> Work instruction
In the data that follows, find each line containing "GoogleTranslator" and copy it.

> Material provided
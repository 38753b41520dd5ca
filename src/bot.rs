//! Glue between the Matrix client and the command router.
//!
//! Every text message is parsed by the [`Router`]; the ones addressed to the bot
//! are dispatched in their own task, answered with a reply to the original
//! message, then the [`BotAction`] attached to the result, if any, is carried out.

use std::{sync::Arc, time::Duration};

use log::{error, info, warn};
use tokio::{sync::Notify, time::sleep};

use crate::{
    channel::ChannelStore,
    commands::{
        BotAction, COMMANDS, CommandParseError, CommandResult, Interaction, Router,
        format_greeting,
    },
    config::BotSettings,
    matrix::MatrixClient,
    minecraft::MinecraftServer,
    roles::ConfigRoles,
    script::KakasiConverter,
    translator::GoogleTranslator,
};

pub type ChikisRouter = Router<GoogleTranslator, KakasiConverter, MinecraftServer, ConfigRoles>;

/// Time left to the users to read the goodbye before the room goes away.
const DISCONNECT_DELAY: Duration = Duration::from_secs(3);

/// A text message received by the bot.
struct Message {
    body: String,
    room_id: String,
    sender_id: String,
    event_id: String,
}

/// Shared state of the message tasks.
#[derive(Clone)]
struct Context {
    matrix_client: Arc<MatrixClient>,
    router: Arc<ChikisRouter>,
    channel_store: ChannelStore,
    channel_id: String,
    shutdown: Arc<Notify>,
}

pub struct Bot {
    context: Context,
}

impl Bot {
    pub fn new(
        matrix_client: MatrixClient,
        router: ChikisRouter,
        channel_store: ChannelStore,
        settings: BotSettings,
    ) -> Self {
        Bot {
            context: Context {
                matrix_client: Arc::new(matrix_client),
                router: Arc::new(router),
                channel_store,
                channel_id: settings.channel_id,
                shutdown: Arc::new(Notify::new()),
            },
        }
    }

    /// Runs until the sync fails or the disconnect command completes.
    pub async fn start(self) -> anyhow::Result<()> {
        info!(
            "listening for {} commands, channel {}",
            COMMANDS.len(),
            self.context.channel_id
        );

        let on_ready = {
            let context = self.context.clone();
            move || {
                tokio::spawn(async move {
                    context
                        .matrix_client
                        .send_markdown(&context.channel_id, &format_greeting())
                        .await;
                });
            }
        };

        let on_message = {
            let context = self.context.clone();
            move |body: String, room_id: String, sender_id: String, event_id: String| {
                let message = Message {
                    body,
                    room_id,
                    sender_id,
                    event_id,
                };
                tokio::spawn(handle_message(context.clone(), message));
            }
        };

        tokio::select! {
            result = self.context.matrix_client.sync(on_ready, on_message) => result,
            _ = self.context.shutdown.notified() => {
                info!("shutting down");
                Ok(())
            }
        }
    }
}

async fn handle_message(context: Context, message: Message) {
    if context.matrix_client.is_own_user(&message.sender_id) {
        return;
    }

    let parsed = match context.router.parse(&message.body) {
        Ok(parsed) => parsed,
        Err(CommandParseError::NotForBot) => return,
    };

    let user_name = context
        .matrix_client
        .member_name(&message.room_id, &message.sender_id)
        .await;
    let interaction = Interaction::new(
        parsed,
        &message.room_id,
        &message.sender_id,
        &user_name,
    );

    info!("{} sent {}", message.sender_id, interaction.command);
    let CommandResult { reply, action } = context.router.dispatch(&interaction).await;

    let sent_id = context
        .matrix_client
        .send_reply(
            &message.room_id,
            &message.sender_id,
            &message.event_id,
            &reply.to_markdown(),
        )
        .await;

    if let Some(action) = action {
        perform(&context, &message.room_id, sent_id, action).await;
    }
}

async fn perform(context: &Context, room_id: &str, sent_id: Option<String>, action: BotAction) {
    match action {
        BotAction::ExpireAfter(delay) => {
            let Some(sent_id) = sent_id else {
                warn!("reply was not sent, nothing to expire");
                return;
            };
            sleep(delay).await;
            if let Err(e) = context.matrix_client.redact(room_id, &sent_id).await {
                error!("failed to redact {}: {:?}", sent_id, e);
            }
        }
        BotAction::NotifyOperator(report) => {
            context
                .matrix_client
                .send_markdown(&context.channel_id, &report)
                .await;
        }
        BotAction::Disconnect(reset_room) => {
            sleep(DISCONNECT_DELAY).await;
            match context.matrix_client.recreate_room(&reset_room).await {
                Ok(new_room) => {
                    if let Err(e) = context.channel_store.persist(&new_room).await {
                        error!("failed to persist channel {}: {:?}", new_room, e);
                    }
                }
                Err(e) => error!("failed to recreate channel: {:?}", e),
            }
            context.shutdown.notify_one();
        }
    }
}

> Your response
    translator::GoogleTranslator,
pub type ChikisRouter = Router<GoogleTranslator, KakasiConverter, MinecraftServer, ConfigRoles>;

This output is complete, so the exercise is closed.